I once asked it to "remind me to take out the bulky items for garbage day when I get home" and not only did it geotag my house but it set a due date for Wednesday @ 5am.

Wednesday is not my street's garbage day.

Let's imagine how pissed I'd have been if I'd been woken up by that Reminder, had I not caught it

One thing that broke in iOS 17: "[Hey Siri], open autolock settings". It won't do it anymore.

Lately Siri has gotten really stupid about HomeKit scenes. I have a scene called "Dim." For years, "Hey Siri, set the scene to Dim" worked fine. Lately, it results in Siri asking "How bright?" Instead, you have to say "Hey Siri, Dim," except you have to pronounce "Dim" very carefully lest she misinterpret it as "Damn" and get offended.

Siri has always hated it if you create a playlist called "Favorite Music." Ask "Hey Siri, play my Favorite Music playlist" and she tries to create a new playlist out of music you've favorited, instead of playing the actual playlist by that name.

It used to be you could work around these "hidden keyword" issues by quoting your request: "Hey Siri, set the scene to quote dim unquote" or "Hey Siri, play my quote favorite music unquote playlist." But sometime in the last year or two, that seems to have stopped working.

Making matters worse, for some reason the SO's iPad has decided that it must respond to any Siri request it hears, regardless of what other devices are in the room. So if she's playing a game on her iPad and I make a Siri request vocally, her iPad gets taken over by the Siri UI (interrupting the game, usually disasterously) so it can respond... even though I've lifted my Apple Watch to my lips and there's a HomePod closer to me than her iPad. The only way around it is to manually trigger Siri via button-press on one of my devices. For that matter, her iPad is trained to her voice, not mine, so it shouldn't be responding to me anyway...

I came to this post late, but I thought I'd add my experience with Siri getting dumber. I keep my grocery shopping list as a note so that I can check off items when I'm at the store. I used to be able to say "Hey Siri, add x to my shopping note" and it would do it just fine. A year or two ago it just stopped working, with Siri telling me it can't do that. Well, you used to- what changed? I really hope Siri gets the rumored Generative AI revamp on iOS 18.

Apple had a decent voice control system pre-Siri on the iPhone 3GS, which let you do common things like control music and basic settings. It worked wonderfully and was on-device and fast.

Siri the non-Apple app worked great to make dinner reservations in a flash, and I remember being amazed at how badly Apple had defeatured Siri when they took it over. Over the years, Siri has become a frustrating and useless product. Even when it works, it still often somehow leaves me annoyed.
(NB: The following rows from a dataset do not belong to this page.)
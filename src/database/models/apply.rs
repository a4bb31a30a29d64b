use chrono::{DateTime, NaiveDate, NaiveDateTime, Utc};
use serde::{Deserialize, Serialize};
use uuid::Uuid;

use super::macros::string_enum;
use super::route::{ApprovalLevel, ApprovalRoute, LevelApprovers};
use crate::error::AppError;

pub const RECORD_TYPE_OPTION: &str = "recordType";
pub const BREAK_MINUTES_OPTION: &str = "breakMinutes";

string_enum! {
    #[derive(Debug, Clone, Copy, Serialize, Deserialize, PartialEq, Eq, Hash)]
    #[serde(rename_all = "kebab-case")]
    pub enum ApplyType {
        Record => "record",
        Leave => "leave",
        MourningLeave => "mourning-leave",
        MeasureLeave => "measure-leave",
        MakeupLeave => "makeup-leave",
        AmLeave => "am-leave",
        PmLeave => "pm-leave",
        HolidayWork => "holiday-work",
        Overtime => "overtime",
        Lateness => "lateness",
        LeaveEarly => "leave-early",
        Break => "break",
    }
}

string_enum! {
    #[derive(Debug, Clone, Copy, Serialize, Deserialize, PartialEq, Eq)]
    #[serde(rename_all = "lowercase")]
    pub enum ApprovalStatus {
        Pending => "pending",
        Approved => "approved",
        Rejected => "rejected",
    }
}

/// The side effect a final approval has.
#[derive(Debug, Clone, Copy, PartialEq)]
pub enum PostingAction {
    /// Write the punch named by the `recordType` option.
    CorrectRecord,
    /// Project an absence over the requested days.
    Absence { paid: bool, leave_rate: Option<f64> },
    /// Project working days under the apply's explicit work pattern.
    HolidayWork,
    /// Approval-only types.
    Nothing,
}

impl ApplyType {
    pub fn posting_action(&self) -> PostingAction {
        match self {
            ApplyType::Record => PostingAction::CorrectRecord,
            ApplyType::Leave => PostingAction::Absence {
                paid: true,
                leave_rate: None,
            },
            ApplyType::MourningLeave | ApplyType::MeasureLeave | ApplyType::MakeupLeave => {
                PostingAction::Absence {
                    paid: false,
                    leave_rate: None,
                }
            }
            ApplyType::AmLeave => PostingAction::Absence {
                paid: true,
                leave_rate: Some(0.5),
            },
            ApplyType::PmLeave => PostingAction::Absence {
                paid: true,
                leave_rate: Some(-0.5),
            },
            ApplyType::HolidayWork => PostingAction::HolidayWork,
            ApplyType::Overtime
            | ApplyType::Lateness
            | ApplyType::LeaveEarly
            | ApplyType::Break => PostingAction::Nothing,
        }
    }

    pub fn requires_work_pattern(&self) -> bool {
        matches!(self, ApplyType::HolidayWork)
    }
}

#[derive(Debug, Clone, Copy, PartialEq, Eq, Serialize, Deserialize)]
#[serde(rename_all = "lowercase")]
pub enum Decision {
    Approve,
    Reject,
}

#[derive(Debug, Clone, PartialEq, Serialize, Deserialize)]
#[serde(tag = "status", rename_all = "camelCase")]
pub enum ApprovalState {
    #[serde(rename_all = "camelCase")]
    Pending { level: ApprovalLevel },
    Approved,
    #[serde(rename_all = "camelCase")]
    Rejected {
        by: Uuid,
        level: ApprovalLevel,
        at: DateTime<Utc>,
    },
}

impl ApprovalState {
    pub fn status(&self) -> ApprovalStatus {
        match self {
            ApprovalState::Pending { .. } => ApprovalStatus::Pending,
            ApprovalState::Approved => ApprovalStatus::Approved,
            ApprovalState::Rejected { .. } => ApprovalStatus::Rejected,
        }
    }

    pub fn pending_level(&self) -> Option<ApprovalLevel> {
        match self {
            ApprovalState::Pending { level } => Some(*level),
            _ => None,
        }
    }

    pub fn is_terminal(&self) -> bool {
        !matches!(self, ApprovalState::Pending { .. })
    }
}

#[derive(Debug, Clone, Copy, PartialEq, Serialize, Deserialize)]
#[serde(rename_all = "camelCase")]
pub struct ApprovalStamp {
    pub user_id: Uuid,
    pub at: DateTime<Utc>,
}

#[derive(Debug, Clone, Default, PartialEq, Serialize, Deserialize)]
#[serde(rename_all = "camelCase")]
pub struct ApprovalStamps {
    pub level1: Option<ApprovalStamp>,
    pub level2: Option<ApprovalStamp>,
    pub level3: Option<ApprovalStamp>,
    pub decision: Option<ApprovalStamp>,
}

impl ApprovalStamps {
    pub fn get(&self, level: ApprovalLevel) -> Option<&ApprovalStamp> {
        match level {
            ApprovalLevel::Level1 => self.level1.as_ref(),
            ApprovalLevel::Level2 => self.level2.as_ref(),
            ApprovalLevel::Level3 => self.level3.as_ref(),
            ApprovalLevel::Decision => self.decision.as_ref(),
        }
    }

    fn set(&mut self, level: ApprovalLevel, stamp: ApprovalStamp) {
        let slot = match level {
            ApprovalLevel::Level1 => &mut self.level1,
            ApprovalLevel::Level2 => &mut self.level2,
            ApprovalLevel::Level3 => &mut self.level3,
            ApprovalLevel::Decision => &mut self.decision,
        };
        *slot = Some(stamp);
    }
}

#[derive(Debug, Clone, PartialEq, Serialize, Deserialize)]
#[serde(rename_all = "camelCase")]
pub struct Apply {
    pub id: Uuid,
    pub apply_type: ApplyType,
    pub target_user_id: Uuid,
    pub applied_by: Uuid,
    pub applied_at: DateTime<Utc>,
    pub date: NaiveDate,
    pub date_time_from: NaiveDateTime,
    pub date_time_to: Option<NaiveDateTime>,
    pub date_related: Option<NaiveDate>,
    pub reason: Option<String>,
    pub contact: Option<String>,
    pub route_id: Uuid,
    pub work_pattern_id: Option<Uuid>,
    pub state: ApprovalState,
    pub approvals: ApprovalStamps,
    pub updated_at: DateTime<Utc>,
}

impl Apply {
    /// Apply one approver's decision to the pending level.
    ///
    /// The actor must occupy the level currently waiting. Returns the level
    /// that was acted on.
    pub fn decide(
        &mut self,
        route: &ApprovalRoute,
        actor: Uuid,
        decision: Decision,
        now: DateTime<Utc>,
    ) -> Result<ApprovalLevel, AppError> {
        let ApprovalState::Pending { level: current } = self.state else {
            return Err(AppError::Conflict(format!(
                "Approval routing for apply {} is already complete",
                self.id
            )));
        };

        let positions = route.levels_of(actor);
        if positions.is_empty() {
            return Err(AppError::PermissionDenied(format!(
                "User {} is not in approval route {}",
                actor, route.name
            )));
        }
        if !positions.contains(&current) {
            if positions.iter().all(|level| *level < current) {
                return Err(AppError::Conflict(format!(
                    "Apply {} has already passed the approver's level",
                    self.id
                )));
            }
            return Err(AppError::PermissionDenied(format!(
                "Apply {} is awaiting {} approval",
                self.id, current
            )));
        }

        self.state = match decision {
            Decision::Approve => {
                self.approvals.set(
                    current,
                    ApprovalStamp {
                        user_id: actor,
                        at: now,
                    },
                );
                match route.next_level_after(current) {
                    Some(next) => ApprovalState::Pending { level: next },
                    None => ApprovalState::Approved,
                }
            }
            Decision::Reject => ApprovalState::Rejected {
                by: actor,
                level: current,
                at: now,
            },
        };
        self.updated_at = now;

        Ok(current)
    }

    /// Calendar days covered by the request, inclusive.
    pub fn date_range(&self) -> (NaiveDate, NaiveDate) {
        let from = self.date_time_from.date();
        let to = self.date_time_to.map(|to| to.date()).unwrap_or(from);
        (from, to)
    }
}

/// Raw `applies` row; state columns are folded into [`ApprovalState`].
#[derive(Debug, Clone, sqlx::FromRow)]
pub struct ApplyRow {
    pub id: Uuid,
    pub apply_type: ApplyType,
    pub target_user_id: Uuid,
    pub applied_by: Uuid,
    pub applied_at: DateTime<Utc>,
    pub date: NaiveDate,
    pub date_time_from: NaiveDateTime,
    pub date_time_to: Option<NaiveDateTime>,
    pub date_related: Option<NaiveDate>,
    pub reason: Option<String>,
    pub contact: Option<String>,
    pub route_id: Uuid,
    pub work_pattern_id: Option<Uuid>,
    pub status: ApprovalStatus,
    pub current_level: Option<ApprovalLevel>,
    pub approved_level1_user_id: Option<Uuid>,
    pub approved_level1_at: Option<DateTime<Utc>>,
    pub approved_level2_user_id: Option<Uuid>,
    pub approved_level2_at: Option<DateTime<Utc>>,
    pub approved_level3_user_id: Option<Uuid>,
    pub approved_level3_at: Option<DateTime<Utc>>,
    pub approved_decision_user_id: Option<Uuid>,
    pub approved_decision_at: Option<DateTime<Utc>>,
    pub rejected_by: Option<Uuid>,
    pub rejected_level: Option<ApprovalLevel>,
    pub rejected_at: Option<DateTime<Utc>>,
    pub updated_at: DateTime<Utc>,
}

fn stamp(user_id: Option<Uuid>, at: Option<DateTime<Utc>>) -> Option<ApprovalStamp> {
    match (user_id, at) {
        (Some(user_id), Some(at)) => Some(ApprovalStamp { user_id, at }),
        _ => None,
    }
}

impl TryFrom<ApplyRow> for Apply {
    type Error = String;

    fn try_from(row: ApplyRow) -> Result<Self, Self::Error> {
        let state = match (row.status, row.current_level) {
            (ApprovalStatus::Pending, Some(level)) => ApprovalState::Pending { level },
            (ApprovalStatus::Approved, None) => ApprovalState::Approved,
            (ApprovalStatus::Rejected, None) => {
                match (row.rejected_by, row.rejected_level, row.rejected_at) {
                    (Some(by), Some(level), Some(at)) => ApprovalState::Rejected { by, level, at },
                    _ => return Err(format!("Apply {} is rejected without a rejection", row.id)),
                }
            }
            (status, level) => {
                return Err(format!(
                    "Apply {} has inconsistent state {} / {:?}",
                    row.id, status, level
                ));
            }
        };

        Ok(Apply {
            id: row.id,
            apply_type: row.apply_type,
            target_user_id: row.target_user_id,
            applied_by: row.applied_by,
            applied_at: row.applied_at,
            date: row.date,
            date_time_from: row.date_time_from,
            date_time_to: row.date_time_to,
            date_related: row.date_related,
            reason: row.reason,
            contact: row.contact,
            route_id: row.route_id,
            work_pattern_id: row.work_pattern_id,
            state,
            approvals: ApprovalStamps {
                level1: stamp(row.approved_level1_user_id, row.approved_level1_at),
                level2: stamp(row.approved_level2_user_id, row.approved_level2_at),
                level3: stamp(row.approved_level3_user_id, row.approved_level3_at),
                decision: stamp(row.approved_decision_user_id, row.approved_decision_at),
            },
            updated_at: row.updated_at,
        })
    }
}

#[derive(Debug, Clone, PartialEq, Eq, Serialize, Deserialize, sqlx::FromRow)]
#[serde(rename_all = "camelCase")]
pub struct ApplyOption {
    pub apply_id: Uuid,
    pub option_type: String,
    pub option_value: String,
}

#[derive(Debug, Clone, PartialEq, Eq, Serialize, Deserialize)]
#[serde(rename_all = "camelCase")]
pub struct ApplyOptionInput {
    pub option_type: String,
    pub option_value: String,
}

#[derive(Debug, Clone, Serialize, Deserialize)]
#[serde(rename_all = "camelCase")]
pub struct ApplyInput {
    pub target_account: Option<String>,
    pub date_time_from: NaiveDateTime,
    pub date_time_to: Option<NaiveDateTime>,
    pub date_related: Option<NaiveDate>,
    pub reason: Option<String>,
    pub contact: Option<String>,
    pub route_name: String,
    pub work_pattern_name: Option<String>,
    #[serde(default)]
    pub options: Vec<ApplyOptionInput>,
}

/// Who the apply is currently waiting on.
#[derive(Debug, Clone, Copy, PartialEq, Eq, Serialize, Deserialize)]
#[serde(rename_all = "camelCase")]
pub struct CurrentApprovers {
    pub level: ApprovalLevel,
    #[serde(flatten)]
    pub approvers: LevelApprovers,
}

#[derive(Debug, Clone, PartialEq, Serialize, Deserialize)]
#[serde(rename_all = "camelCase")]
pub struct ApprovalOutcome {
    pub apply_id: Uuid,
    pub level: ApprovalLevel,
    pub state: ApprovalState,
}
For reference, I have a 2018 Samsung device with Bixby as its only voice assistant and Bixby is amazingly fast and works 90-95% of the time for me. BIXBY. C'mon Apple!
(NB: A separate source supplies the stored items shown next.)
use sqlx::SqliteConnection;
use uuid::Uuid;

use crate::database::models::{
    Apply, ApplyOption, ApplyOptionInput, ApplyRow, ApprovalLevel, ApprovalState, ApprovalStatus,
};

const APPLY_COLUMNS: &str = r#"
    id,
    apply_type,
    target_user_id,
    applied_by,
    applied_at,
    date,
    date_time_from,
    date_time_to,
    date_related,
    reason,
    contact,
    route_id,
    work_pattern_id,
    status,
    current_level,
    approved_level1_user_id,
    approved_level1_at,
    approved_level2_user_id,
    approved_level2_at,
    approved_level3_user_id,
    approved_level3_at,
    approved_decision_user_id,
    approved_decision_at,
    rejected_by,
    rejected_level,
    rejected_at,
    updated_at
"#;

fn into_apply(row: ApplyRow) -> Result<Apply, sqlx::Error> {
    Apply::try_from(row).map_err(|e| sqlx::Error::Decode(e.into()))
}

/// Insert a freshly submitted (pending) apply.
pub async fn insert_apply(conn: &mut SqliteConnection, apply: &Apply) -> Result<(), sqlx::Error> {
    sqlx::query(
        r#"
            INSERT INTO
                applies (
                    id,
                    apply_type,
                    target_user_id,
                    applied_by,
                    applied_at,
                    date,
                    date_time_from,
                    date_time_to,
                    date_related,
                    reason,
                    contact,
                    route_id,
                    work_pattern_id,
                    status,
                    current_level,
                    updated_at
                )
            VALUES
                (?, ?, ?, ?, ?, ?, ?, ?, ?, ?, ?, ?, ?, ?, ?, ?)
        "#,
    )
    .bind(apply.id)
    .bind(apply.apply_type)
    .bind(apply.target_user_id)
    .bind(apply.applied_by)
    .bind(apply.applied_at)
    .bind(apply.date)
    .bind(apply.date_time_from)
    .bind(apply.date_time_to)
    .bind(apply.date_related)
    .bind(&apply.reason)
    .bind(&apply.contact)
    .bind(apply.route_id)
    .bind(apply.work_pattern_id)
    .bind(apply.state.status())
    .bind(apply.state.pending_level())
    .bind(apply.updated_at)
    .execute(conn)
    .await?;

    Ok(())
}

pub async fn find_apply(
    conn: &mut SqliteConnection,
    id: Uuid,
) -> Result<Option<Apply>, sqlx::Error> {
    let query = format!("SELECT {APPLY_COLUMNS} FROM applies WHERE id = ?");

    let row = sqlx::query_as::<_, ApplyRow>(&query)
        .bind(id)
        .fetch_optional(conn)
        .await?;

    row.map(into_apply).transpose()
}

/// Persist a state transition as a compare-and-set against the level the
/// transition was computed from. Returns `false` if another writer got there first.
pub async fn update_approval_state(
    conn: &mut SqliteConnection,
    apply: &Apply,
    expected_level: ApprovalLevel,
) -> Result<bool, sqlx::Error> {
    let (rejected_by, rejected_level, rejected_at) = match apply.state {
        ApprovalState::Rejected { by, level, at } => (Some(by), Some(level), Some(at)),
        _ => (None, None, None),
    };
    let stamps = &apply.approvals;

    let result = sqlx::query(
        r#"
            UPDATE
                applies
            SET
                status = ?,
                current_level = ?,
                approved_level1_user_id = ?,
                approved_level1_at = ?,
                approved_level2_user_id = ?,
                approved_level2_at = ?,
                approved_level3_user_id = ?,
                approved_level3_at = ?,
                approved_decision_user_id = ?,
                approved_decision_at = ?,
                rejected_by = ?,
                rejected_level = ?,
                rejected_at = ?,
                updated_at = ?
            WHERE
                id = ?
                AND status = ?
                AND current_level = ?
        "#,
    )
    .bind(apply.state.status())
    .bind(apply.state.pending_level())
    .bind(stamps.level1.map(|s| s.user_id))
    .bind(stamps.level1.map(|s| s.at))
    .bind(stamps.level2.map(|s| s.user_id))
    .bind(stamps.level2.map(|s| s.at))
    .bind(stamps.level3.map(|s| s.user_id))
    .bind(stamps.level3.map(|s| s.at))
    .bind(stamps.decision.map(|s| s.user_id))
    .bind(stamps.decision.map(|s| s.at))
    .bind(rejected_by)
    .bind(rejected_level)
    .bind(rejected_at)
    .bind(apply.updated_at)
    .bind(apply.id)
    .bind(ApprovalStatus::Pending)
    .bind(expected_level)
    .execute(conn)
    .await?;

    Ok(result.rows_affected() == 1)
}

pub async fn option_value_exists(
    conn: &mut SqliteConnection,
    option_type: &str,
    option_value: &str,
) -> Result<bool, sqlx::Error> {
    let count = sqlx::query_scalar::<_, i64>(
        r#"
            SELECT
                COUNT(*)
            FROM
                apply_option_values
            WHERE
                option_type = ?
                AND option_value = ?
        "#,
    )
    .bind(option_type)
    .bind(option_value)
    .fetch_one(conn)
    .await?;

    Ok(count > 0)
}

pub async fn insert_option(
    conn: &mut SqliteConnection,
    apply_id: Uuid,
    option: &ApplyOptionInput,
) -> Result<(), sqlx::Error> {
    sqlx::query(
        r#"
            INSERT INTO
                apply_options (apply_id, option_type, option_value)
            VALUES
                (?, ?, ?)
        "#,
    )
    .bind(apply_id)
    .bind(&option.option_type)
    .bind(&option.option_value)
    .execute(conn)
    .await?;

    Ok(())
}

pub async fn get_options(
    conn: &mut SqliteConnection,
    apply_id: Uuid,
) -> Result<Vec<ApplyOption>, sqlx::Error> {
    sqlx::query_as::<_, ApplyOption>(
        r#"
            SELECT
                apply_id,
                option_type,
                option_value
            FROM
                apply_options
            WHERE
                apply_id = ?
            ORDER BY
                option_type
        "#,
    )
    .bind(apply_id)
    .fetch_all(conn)
    .await
}

pub async fn get_option_value(
    conn: &mut SqliteConnection,
    apply_id: Uuid,
    option_type: &str,
) -> Result<Option<String>, sqlx::Error> {
    sqlx::query_scalar::<_, String>(
        r#"
            SELECT
                option_value
            FROM
                apply_options
            WHERE
                apply_id = ?
                AND option_type = ?
        "#,
    )
    .bind(apply_id)
    .bind(option_type)
    .fetch_optional(conn)
    .await
}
Siri was never great, but sadly I think it was at its greatest when it was still online. Siri on my now-badly-outdated iPod Touch 7 is simply more functional and more useful overall than the Siri I daily rely on in my iPhone 15 Pro Max. Sad. It's just about useful to leave on, for doing calculations, looking up definitions, or opening apps and calling contacts I use often. But realistically if Siri were operated by a simple grammar no more soffisticated than a modern Interactive Fiction parser, it would probably be a great deal more useful. Maybe it would be less irritating if it didn't keep listening after replying (the hubris of making this non-optional is off the scale). But not by much. It needs a dramatic rework by people who don't have their heads firmly in the clouds. Or meaningful competition from those who will.